- Opening Delimiter -

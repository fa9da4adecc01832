pub const SIGNATURE_LENGTH: usize = 12;
// v1.01 keeps the terminating null inside the signature
pub const SIGNATURE_V1: &[u8; SIGNATURE_LENGTH] = b"ElecbyteSpr\0";
pub const SIGNATURE_V2: &[u8; SIGNATURE_LENGTH] = b"ElecbyteSFF2";

/// Fixed size of the file header. Anything shorter cannot be an archive.
pub const HEADER_SIZE: usize = 512;

// Header field offsets
pub const HEADER_FIELDS_OFFSET: usize = 16;

pub const SUBHEADER_V1_SIZE: u32 = 32;
pub const SUBHEADER_V2_SIZE: u32 = 32;

pub const PNG_MAGIC: &[u8; 4] = &[0x89, b'P', b'N', b'G'];

// PCX
pub const PCX_MAGIC: u8 = 0x0A;
pub const PCX_HEADER_SIZE: usize = 128;
pub const PCX_PALETTE_MAGIC: u8 = 0x0C;
pub const PALETTE_COUNT: usize = 256;
/// Marker byte plus 256 RGB triplets.
pub const PCX_PALETTE_TRAILER_SIZE: usize = 1 + PALETTE_COUNT * 3;

pub const RLE_RUN_FLAG: u8 = 0xC0;
pub const RLE_COUNT_MASK: u8 = 0x3F;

- Closing Delimiter -

Problem to work on:
Give back exactly the lines above, from the line containing "pub const SIGNATURE_V2: &[u8;" through the line containing "pub const HEADER_FIELDS_OFFSET: usize = 16;", with both end lines and nothing more.

Answer space:
pub const SIGNATURE_V2: &[u8; SIGNATURE_LENGTH] = b"ElecbyteSFF2";

/// Fixed size of the file header. Anything shorter cannot be an archive.
pub const HEADER_SIZE: usize = 512;

// Header field offsets
pub const HEADER_FIELDS_OFFSET: usize = 16;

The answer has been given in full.